Ce dispositif d’initiation au breton en primaire, initié en 2000 par le Conseil général, souhaitait à l’origine valoriser un patrimoine culturel menacé. Il était financé uniquement par le Département et les communes.

À partir de 2010, la contribution du Conseil régional de Bretagne (100 000 €/an) est venue diminuer de façon significative l’effort financier des communes (qui passe de 50 à 17 %) et a incité de nouvelles écoles à intégrer le dispositif. L’objectif à moyen terme était de pouvoir faire bénéficier 18 000 élèves de l’initiation au breton.

Alors que l’évaluation de sa politique de la langue bretonne, réalisée en 2014, souligne la vision largement positive qu’ont les enseignants de primaire sur les retombées de cet apprentissage, le budget du Conseil départemental stagne depuis deux ans. Le premier Schéma linguistique départemental pour la période 2016-2021, voté à l’unanimité, propose de généraliser l’initiation à l’ensemble des élèves du premier degré, dans le cadre des missions de l’État.

On passerait de ce fait d’une initiation « à la demande », à un enseignement généralisé inscrit dans les programmes scolaires du premier degré, aussi bien dans l’enseignement public que privé, et financé par l’État. Comme l’Alsace et la Corse l’ont déjà obtenu (17 millions sur 5 ans pour 300 000 habitants en Corse).

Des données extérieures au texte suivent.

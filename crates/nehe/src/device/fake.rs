//! Recording backend for tests.
//!
//! Every call is appended to a shared journal; handles are plain integers.
//! Clones share state, so a test can keep one clone as a probe after the
//! backend has been moved into a `Context`.

use std::cell::RefCell;
use std::collections::{HashMap, HashSet, VecDeque};
use std::rc::Rc;

use crate::coords::Size;
use crate::error::{NeHeError, Result};

use super::{
    BufferDesc, BufferUsage, GpuBackend, ShaderDesc, ShaderFormats, ShaderStage, SwapchainImage,
    TextureDesc, TextureFormat, TextureUsage,
};

#[derive(Debug, Clone, PartialEq)]
pub(crate) enum Call {
    CreateBuffer { id: u32, usage: BufferUsage, size: u32 },
    ReleaseBuffer(u32),
    CreateTexture {
        id: u32,
        format: TextureFormat,
        usage: TextureUsage,
        size: Size<u32>,
        mip_levels: u32,
        clear_depth: Option<f32>,
    },
    ReleaseTexture(u32),
    CreateTransfer { id: u32, size: u32 },
    WriteTransfer { id: u32, data: Vec<u8> },
    ReleaseTransfer(u32),
    CreateShader {
        id: u32,
        format: ShaderFormats,
        stage: ShaderStage,
        entry_point: String,
        code: Vec<u8>,
        samplers: u32,
        storage_buffers: u32,
        uniform_buffers: u32,
    },
    ReleaseShader(u32),
    AcquireCommandBuffer(u32),
    BeginCopyPass(u32),
    UploadBuffer { cmd: u32, transfer: u32, buffer: u32, size: u32 },
    UploadTexture { cmd: u32, transfer: u32, texture: u32, size: Size<u32>, row_pitch: u32 },
    EndCopyPass(u32),
    GenerateMipmaps { cmd: u32, texture: u32 },
    AcquireSwapchain(u32),
    Submit(u32),
    Cancel(u32),
}

/// Scripted outcome of the next swapchain acquisition.
#[derive(Debug, Copy, Clone)]
pub(crate) enum Swapchain {
    Image(Size<u32>),
    Unavailable,
    Fail,
}

struct State {
    next_id: u32,
    calls: Vec<Call>,
    failing: HashSet<&'static str>,
    fail_after: HashMap<&'static str, u32>,
    swapchain: VecDeque<Swapchain>,
    swapchain_size: Size<u32>,
    live_textures: HashSet<u32>,
    max_live_textures: usize,
    formats: ShaderFormats,
    row_alignment: u32,
}

#[derive(Clone)]
pub(crate) struct FakeBackend {
    state: Rc<RefCell<State>>,
}

impl FakeBackend {
    pub fn new() -> Self {
        Self {
            state: Rc::new(RefCell::new(State {
                next_id: 1,
                calls: Vec::new(),
                failing: HashSet::new(),
                fail_after: HashMap::new(),
                swapchain: VecDeque::new(),
                swapchain_size: Size::new(640, 480),
                live_textures: HashSet::new(),
                max_live_textures: 0,
                formats: ShaderFormats::WGSL | ShaderFormats::SPIRV,
                row_alignment: 1,
            })),
        }
    }

    pub fn with_shader_formats(self, formats: ShaderFormats) -> Self {
        self.state.borrow_mut().formats = formats;
        self
    }

    /// Pads texture rows to a multiple of `alignment` bytes.
    pub fn with_row_alignment(self, alignment: u32) -> Self {
        self.state.borrow_mut().row_alignment = alignment;
        self
    }

    /// Makes every later call to `operation` fail.
    pub fn fail_on(&self, operation: &'static str) {
        self.state.borrow_mut().failing.insert(operation);
    }

    /// Lets `successes` more calls to `operation` through, then fails the rest.
    pub fn fail_after(&self, operation: &'static str, successes: u32) {
        self.state.borrow_mut().fail_after.insert(operation, successes);
    }

    pub fn recover(&self, operation: &'static str) {
        let mut state = self.state.borrow_mut();
        state.failing.remove(operation);
        state.fail_after.remove(operation);
    }

    /// Size reported by acquisitions with no scripted outcome.
    pub fn set_swapchain_size(&self, size: Size<u32>) {
        self.state.borrow_mut().swapchain_size = size;
    }

    pub fn push_swapchain(&self, outcome: Swapchain) {
        self.state.borrow_mut().swapchain.push_back(outcome);
    }

    pub fn calls(&self) -> Vec<Call> {
        self.state.borrow().calls.clone()
    }

    pub fn clear_calls(&self) {
        self.state.borrow_mut().calls.clear();
    }

    pub fn live_textures(&self) -> usize {
        self.state.borrow().live_textures.len()
    }

    /// Highest number of textures alive at the same time.
    pub fn max_live_textures(&self) -> usize {
        self.state.borrow().max_live_textures
    }

    fn check(&self, operation: &'static str) -> Result<()> {
        let mut state = self.state.borrow_mut();
        if let Some(remaining) = state.fail_after.get_mut(operation) {
            if *remaining == 0 {
                return Err(NeHeError::backend(operation, "injected failure"));
            }
            *remaining -= 1;
        }
        if state.failing.contains(operation) {
            return Err(NeHeError::backend(operation, "injected failure"));
        }
        Ok(())
    }

    fn allocate(&self) -> u32 {
        let mut state = self.state.borrow_mut();
        let id = state.next_id;
        state.next_id += 1;
        id
    }

    fn record(&self, call: Call) {
        self.state.borrow_mut().calls.push(call);
    }
}

impl GpuBackend for FakeBackend {
    type Buffer = u32;
    type Texture = u32;
    type TransferBuffer = u32;
    type Shader = u32;
    type CommandBuffer = u32;
    type SwapchainTexture = u32;

    fn shader_formats(&self) -> ShaderFormats {
        self.state.borrow().formats
    }

    fn create_buffer(&self, desc: &BufferDesc) -> Result<u32> {
        self.check("create_buffer")?;
        let id = self.allocate();
        self.record(Call::CreateBuffer { id, usage: desc.usage, size: desc.size });
        Ok(id)
    }

    fn release_buffer(&self, buffer: u32) {
        self.record(Call::ReleaseBuffer(buffer));
    }

    fn create_texture(&self, desc: &TextureDesc) -> Result<u32> {
        self.check("create_texture")?;
        let id = self.allocate();
        self.record(Call::CreateTexture {
            id,
            format: desc.format,
            usage: desc.usage,
            size: desc.size,
            mip_levels: desc.mip_levels,
            clear_depth: desc.clear_depth,
        });
        let mut state = self.state.borrow_mut();
        state.live_textures.insert(id);
        state.max_live_textures = state.max_live_textures.max(state.live_textures.len());
        Ok(id)
    }

    fn release_texture(&self, texture: u32) {
        self.record(Call::ReleaseTexture(texture));
        self.state.borrow_mut().live_textures.remove(&texture);
    }

    fn create_transfer_buffer(&self, size: u32) -> Result<u32> {
        self.check("create_transfer_buffer")?;
        let id = self.allocate();
        self.record(Call::CreateTransfer { id, size });
        Ok(id)
    }

    fn write_transfer_buffer(&self, transfer: &mut u32, data: &[u8]) -> Result<()> {
        self.check("map_transfer_buffer")?;
        self.record(Call::WriteTransfer { id: *transfer, data: data.to_vec() });
        Ok(())
    }

    fn release_transfer_buffer(&self, transfer: u32) {
        self.record(Call::ReleaseTransfer(transfer));
    }

    fn texture_row_pitch(&self, format: TextureFormat, width: u32) -> u32 {
        let tight = width * format.bytes_per_texel().unwrap_or(0);
        tight.next_multiple_of(self.state.borrow().row_alignment)
    }

    fn create_shader(&self, desc: &ShaderDesc<'_>) -> Result<u32> {
        self.check("create_shader")?;
        let id = self.allocate();
        self.record(Call::CreateShader {
            id,
            format: desc.format,
            stage: desc.stage,
            entry_point: desc.entry_point.to_owned(),
            code: desc.code.to_vec(),
            samplers: desc.num_samplers,
            storage_buffers: desc.num_storage_buffers,
            uniform_buffers: desc.num_uniform_buffers,
        });
        Ok(id)
    }

    fn release_shader(&self, shader: u32) {
        self.record(Call::ReleaseShader(shader));
    }

    fn acquire_command_buffer(&self) -> Result<u32> {
        self.check("acquire_command_buffer")?;
        let id = self.allocate();
        self.record(Call::AcquireCommandBuffer(id));
        Ok(id)
    }

    fn begin_copy_pass(&self, cmd: &mut u32) {
        self.record(Call::BeginCopyPass(*cmd));
    }

    fn upload_to_buffer(&self, cmd: &mut u32, source: &u32, destination: &u32, size: u32) {
        self.record(Call::UploadBuffer { cmd: *cmd, transfer: *source, buffer: *destination, size });
    }

    fn upload_to_texture(
        &self,
        cmd: &mut u32,
        source: &u32,
        destination: &u32,
        size: Size<u32>,
        row_pitch: u32,
    ) {
        self.record(Call::UploadTexture {
            cmd: *cmd,
            transfer: *source,
            texture: *destination,
            size,
            row_pitch,
        });
    }

    fn end_copy_pass(&self, cmd: &mut u32) {
        self.record(Call::EndCopyPass(*cmd));
    }

    fn generate_mipmaps(&self, cmd: &mut u32, texture: &u32) {
        self.record(Call::GenerateMipmaps { cmd: *cmd, texture: *texture });
    }

    fn acquire_swapchain_texture(&mut self, cmd: &mut u32) -> Result<Option<SwapchainImage<u32>>> {
        self.record(Call::AcquireSwapchain(*cmd));
        let outcome = {
            let mut state = self.state.borrow_mut();
            let fallback = Swapchain::Image(state.swapchain_size);
            state.swapchain.pop_front().unwrap_or(fallback)
        };
        match outcome {
            Swapchain::Image(size) => Ok(Some(SwapchainImage { texture: 0, size })),
            Swapchain::Unavailable => Ok(None),
            Swapchain::Fail => Err(NeHeError::backend("acquire_swapchain_texture", "device lost")),
        }
    }

    fn submit(&self, cmd: u32) {
        self.record(Call::Submit(cmd));
    }

    fn cancel(&self, cmd: u32) {
        self.record(Call::Cancel(cmd));
    }
}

Le dossier est sur le bureau de la ministre

Le département du Finistère se propose d’appliquer de façon expérimentale cette idée à l’ensemble des écoles du département pour l’étendre ensuite, de façon progressive, à la région Bretagne. Ardemment défendu par Nathalie Sarrabezolles, présidente du Conseil départemental, et Solange Creignou, déléguée à la langue bretonne, et sous l’œil bienveillant de Jean-Yves Le Drian, le dossier est depuis mi-décembre sur le bureau de la ministre Najat Vallaud Belkacem.

Les élus espèrent un retour favorable rapide avant que le calendrier électoral ne repousse ou n’engloutisse le projet : « Ce qui serait regrettable car les outils pédagogiques sont prêts et que cela donnerait un bel élan à la formation adulte et à l’emploi en langue bretonne », conclut Léna Louarn, vice-présidente de la région Bretagne en charge de la politique linguistique, en visite à Quimper mercredi 8 février.